Case – 06 円形脱毛症

後藤皮膚科背景イメージ

円形脱毛症とは、突然、円形に脱毛してしまう脱毛症です。
自分の免疫が自分の毛包を攻撃してしまうことで毛が抜けると考えられています。頭髪だけではなく、眉毛や睫毛、体毛などにも起こることがあります。

このページでは、円形脱毛症の症状や原因、治療法について解説します。

1:円形脱毛症とは

1-1:円形脱毛症の症状

円形脱毛症は子供から大人まで幅広い年齢層で発症する可能性があり、痛みや痒みなどの症状はほとんどありません。
脱毛斑が1個のこともあれば(単発型)、複数個できることもあります(多発型)。その他、全頭型、汎発型、蛇行型などに分類されています。
特に単発型の場合は数ヶ月で自然に治ることが多いですが、再発したり、難治の場合もあります。

1-2:円形脱毛症の原因やメカニズム

円形脱毛症は毛包組織に対する自己免疫疾患であると考えられています。
しばしば甲状腺疾患などの自己免疫性疾患を合併することが知られています。
また、円形脱毛症患者の40%以上がアトピー素因を持つと言われ、アトピー素因と深く関連があると考えられています。

2:円形脱毛症の診断

臨床的にあきらかな場合もありますが、トリコスコピー(ダーモスコピーで頭皮と毛を観察すること)で特徴的な所見が認められれば比較的容易に診断がつきます。
他の脱毛症との鑑別・判断が難しい場合には、皮膚組織検査が必要となることがあります。

3:円形脱毛症の治療法

円形脱毛症がはじまってからの期間と脱毛面積によって治療法を決めていきますが、局所治療が基本となることが多く、ステロイドやフロジン外用液(塩化カルプロニウム)の外用療法、ステロイドの局所注射療法などを行います。
脱毛面積が広い場合は、スクアリック酸などによる局所免疫療法(保険適用外)が選択肢にあがります。その他、紫外線療法を行う場合もあります。
また最近、JAK阻害薬が重症の円形脱毛症に対して適用されるようになりました。
※現時点で当院では局所免疫療法は行っていないため、高度医療機関へご紹介させていただくこととなります。

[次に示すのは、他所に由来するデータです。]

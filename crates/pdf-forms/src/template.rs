//! Template data model
//!
//! A template is an ordered list of pages, each an ordered list of
//! positioned field descriptors, plus an optional base document to draw
//! onto and optional sample records used as preview defaults.
//!
//! The JSON shape is the one persisted by the designer:
//! `{ "schemas": [[field, ...], ...], "basePdf": "...", "sampledata": [...] }`.

use crate::constants::DEFAULT_FONT_SIZE;
use crate::layout::Rect;
use crate::record::DataRecord;
use crate::types::{FormError, Result};
use base64::Engine;
use base64::engine::general_purpose::STANDARD;
use serde::{Deserialize, Serialize};
use std::collections::HashSet;
use std::fmt;

/// Sentinel used by the designer for "no base document"
pub const BLANK_PDF: &str = "BLANK_PDF";

/// The closed set of field kinds the renderer knows how to draw
#[derive(Debug, Clone, Copy, PartialEq, Eq, Hash)]
pub enum FieldKind {
    Text,
    Number,
    Email,
    Date,
    MultilineText,
    Boolean,
}

impl FieldKind {
    pub const ALL: [FieldKind; 6] = [
        FieldKind::Text,
        FieldKind::Number,
        FieldKind::Email,
        FieldKind::Date,
        FieldKind::MultilineText,
        FieldKind::Boolean,
    ];

    /// Canonical tag written to JSON
    pub fn as_str(self) -> &'static str {
        match self {
            FieldKind::Text => "text",
            FieldKind::Number => "number",
            FieldKind::Email => "email",
            FieldKind::Date => "date",
            FieldKind::MultilineText => "multiline-text",
            FieldKind::Boolean => "boolean",
        }
    }

    /// Resolve a tag, accepting the aliases older templates use
    pub fn from_tag(tag: &str) -> Option<Self> {
        match tag {
            "text" => Some(FieldKind::Text),
            "number" => Some(FieldKind::Number),
            "email" => Some(FieldKind::Email),
            "date" => Some(FieldKind::Date),
            "multiline-text" | "multilineText" | "textarea" => Some(FieldKind::MultilineText),
            "boolean" | "checkbox" => Some(FieldKind::Boolean),
            _ => None,
        }
    }

    /// Kinds rendered as one line of text
    pub fn is_single_line(self) -> bool {
        matches!(
            self,
            FieldKind::Text | FieldKind::Number | FieldKind::Email | FieldKind::Date
        )
    }
}

impl fmt::Display for FieldKind {
    fn fmt(&self, f: &mut fmt::Formatter<'_>) -> fmt::Result {
        f.write_str(self.as_str())
    }
}

/// One placeable form field
#[derive(Debug, Clone, PartialEq, Serialize, Deserialize)]
#[serde(rename_all = "camelCase")]
pub struct FieldDescriptor {
    pub name: String,
    /// Kind tag as stored; resolved by [`FieldDescriptor::kind`]
    #[serde(rename = "type", alias = "kind")]
    pub kind_tag: String,
    pub x: f32,
    pub y: f32,
    pub width: f32,
    pub height: f32,
    #[serde(default, skip_serializing_if = "Option::is_none")]
    pub font_size: Option<f32>,
    #[serde(default, skip_serializing_if = "std::ops::Not::not")]
    pub required: bool,
    #[serde(default, skip_serializing_if = "Option::is_none")]
    pub placeholder: Option<String>,
}

impl FieldDescriptor {
    pub fn new(name: impl Into<String>, kind: FieldKind, rect: Rect) -> Self {
        Self {
            name: name.into(),
            kind_tag: kind.as_str().to_string(),
            x: rect.x,
            y: rect.y,
            width: rect.width,
            height: rect.height,
            font_size: None,
            required: false,
            placeholder: None,
        }
    }

    pub fn with_font_size(mut self, font_size: f32) -> Self {
        self.font_size = Some(font_size);
        self
    }

    pub fn with_placeholder(mut self, placeholder: impl Into<String>) -> Self {
        self.placeholder = Some(placeholder.into());
        self
    }

    pub fn required(mut self) -> Self {
        self.required = true;
        self
    }

    pub fn kind(&self) -> Result<FieldKind> {
        FieldKind::from_tag(&self.kind_tag).ok_or_else(|| FormError::UnsupportedFieldKind {
            field: self.name.clone(),
            kind: self.kind_tag.clone(),
        })
    }

    /// Design-space rectangle, origin top-left
    pub fn rect(&self) -> Rect {
        Rect::new(self.x, self.y, self.width, self.height)
    }

    pub fn font_size(&self) -> f32 {
        self.font_size.unwrap_or(DEFAULT_FONT_SIZE)
    }

    /// Label shown in design previews when there is no value
    pub fn placeholder_label(&self) -> &str {
        self.placeholder.as_deref().unwrap_or(&self.name)
    }

    /// Check the geometry invariants of the descriptor
    pub fn validate_geometry(&self) -> Result<()> {
        let r = self.rect();
        if ![r.x, r.y, r.width, r.height].iter().all(|v| v.is_finite()) {
            return Err(FormError::InvalidGeometry(format!(
                "field '{}' has a non-finite coordinate",
                self.name
            )));
        }
        if r.width <= 0.0 || r.height <= 0.0 {
            return Err(FormError::InvalidGeometry(format!(
                "field '{}' has non-positive size {}x{}",
                self.name, r.width, r.height
            )));
        }
        if r.x < 0.0 || r.y < 0.0 {
            return Err(FormError::InvalidGeometry(format!(
                "field '{}' has negative position ({}, {})",
                self.name, r.x, r.y
            )));
        }
        let font_size = self.font_size();
        if !font_size.is_finite() || font_size <= 0.0 {
            return Err(FormError::InvalidGeometry(format!(
                "field '{}' has non-positive font size {}",
                self.name, font_size
            )));
        }
        Ok(())
    }
}

/// One page of fields. Insertion order is drawing order.
#[derive(Debug, Clone, Default, PartialEq, Serialize, Deserialize)]
#[serde(transparent)]
pub struct Page {
    pub fields: Vec<FieldDescriptor>,
}

impl Page {
    pub fn new(fields: Vec<FieldDescriptor>) -> Self {
        Self { fields }
    }

    pub fn field(&self, name: &str) -> Option<&FieldDescriptor> {
        self.fields.iter().find(|f| f.name == name)
    }

    pub fn field_mut(&mut self, name: &str) -> Option<&mut FieldDescriptor> {
        self.fields.iter_mut().find(|f| f.name == name)
    }

    /// Replace the field with the same name in place, or append it
    pub fn upsert(&mut self, field: FieldDescriptor) {
        match self.field_mut(&field.name) {
            Some(existing) => *existing = field,
            None => self.fields.push(field),
        }
    }

    pub fn remove(&mut self, name: &str) -> Option<FieldDescriptor> {
        let idx = self.fields.iter().position(|f| f.name == name)?;
        Some(self.fields.remove(idx))
    }

    pub fn len(&self) -> usize {
        self.fields.len()
    }

    pub fn is_empty(&self) -> bool {
        self.fields.is_empty()
    }
}

/// Base document encoded as base64, optionally as a `data:` URL
#[derive(Debug, Clone, PartialEq, Serialize, Deserialize)]
#[serde(transparent)]
pub struct BasePdf(pub String);

impl BasePdf {
    pub fn from_bytes(bytes: &[u8]) -> Self {
        BasePdf(format!("data:application/pdf;base64,{}", STANDARD.encode(bytes)))
    }

    pub fn is_blank(&self) -> bool {
        let s = self.0.trim();
        s.is_empty() || s == BLANK_PDF
    }

    /// Decode the document bytes; `None` for the blank sentinel
    pub fn decode(&self) -> Result<Option<Vec<u8>>> {
        if self.is_blank() {
            return Ok(None);
        }
        let s = self.0.trim();
        let payload = match s.strip_prefix("data:") {
            Some(rest) => rest.split_once(',').map(|(_, data)| data).unwrap_or(rest),
            None => s,
        };
        let cleaned: String = payload.chars().filter(|c| !c.is_whitespace()).collect();
        Ok(Some(STANDARD.decode(cleaned)?))
    }
}

#[derive(Debug, Clone, Default, PartialEq, Serialize, Deserialize)]
#[serde(rename_all = "camelCase")]
pub struct Template {
    pub schemas: Vec<Page>,
    #[serde(default, skip_serializing_if = "Option::is_none")]
    pub base_pdf: Option<BasePdf>,
    #[serde(default, skip_serializing_if = "Vec::is_empty")]
    pub sampledata: Vec<DataRecord>,
}

impl Template {
    pub fn new(schemas: Vec<Page>) -> Self {
        Self {
            schemas,
            ..Default::default()
        }
    }

    pub fn with_base_pdf(mut self, bytes: &[u8]) -> Self {
        self.base_pdf = Some(BasePdf::from_bytes(bytes));
        self
    }

    pub fn from_json(json: &str) -> Result<Self> {
        Ok(serde_json::from_str(json)?)
    }

    pub fn to_json_pretty(&self) -> Result<String> {
        Ok(serde_json::to_string_pretty(self)?)
    }

    pub fn page_count(&self) -> usize {
        self.schemas.len()
    }

    pub fn fields(&self) -> impl Iterator<Item = (usize, &FieldDescriptor)> {
        self.schemas
            .iter()
            .enumerate()
            .flat_map(|(idx, page)| page.fields.iter().map(move |f| (idx, f)))
    }

    /// Decoded base document bytes, if the template carries one
    pub fn base_pdf_bytes(&self) -> Result<Option<Vec<u8>>> {
        match &self.base_pdf {
            Some(base) => base.decode(),
            None => Ok(None),
        }
    }

    /// Validate structure, names, kinds and geometry
    pub fn validate(&self) -> Result<()> {
        if self.schemas.is_empty() {
            return Err(FormError::NoPages);
        }

        for (page_idx, page) in self.schemas.iter().enumerate() {
            let mut seen = HashSet::new();
            for field in &page.fields {
                if !seen.insert(field.name.as_str()) {
                    return Err(FormError::DuplicateFieldName {
                        page: page_idx,
                        name: field.name.clone(),
                    });
                }
                field.kind()?;
                field.validate_geometry()?;
            }
        }

        Ok(())
    }
}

急激に脱毛範囲が拡大する急性期の場合は、ステロイドの内服や、ステロイドの点滴治療(入院して大量のステロイドを短期間に点滴する)が必要となることがあります。
※ステロイドの点滴治療が必要と考えられる場合は、高度医療機関へご紹介させていただきます。

円形脱毛症は精神的なストレスとの関連を含めてはっきりとした原因は不明であり、誰にでも起こる可能性のある病気です。
見た目に影響することもあるため、日常生活に影響が出たり、心理的にダメージを受けられる方もおられると思います。
脱毛症が疑われる際は早めにご相談いただければと思います。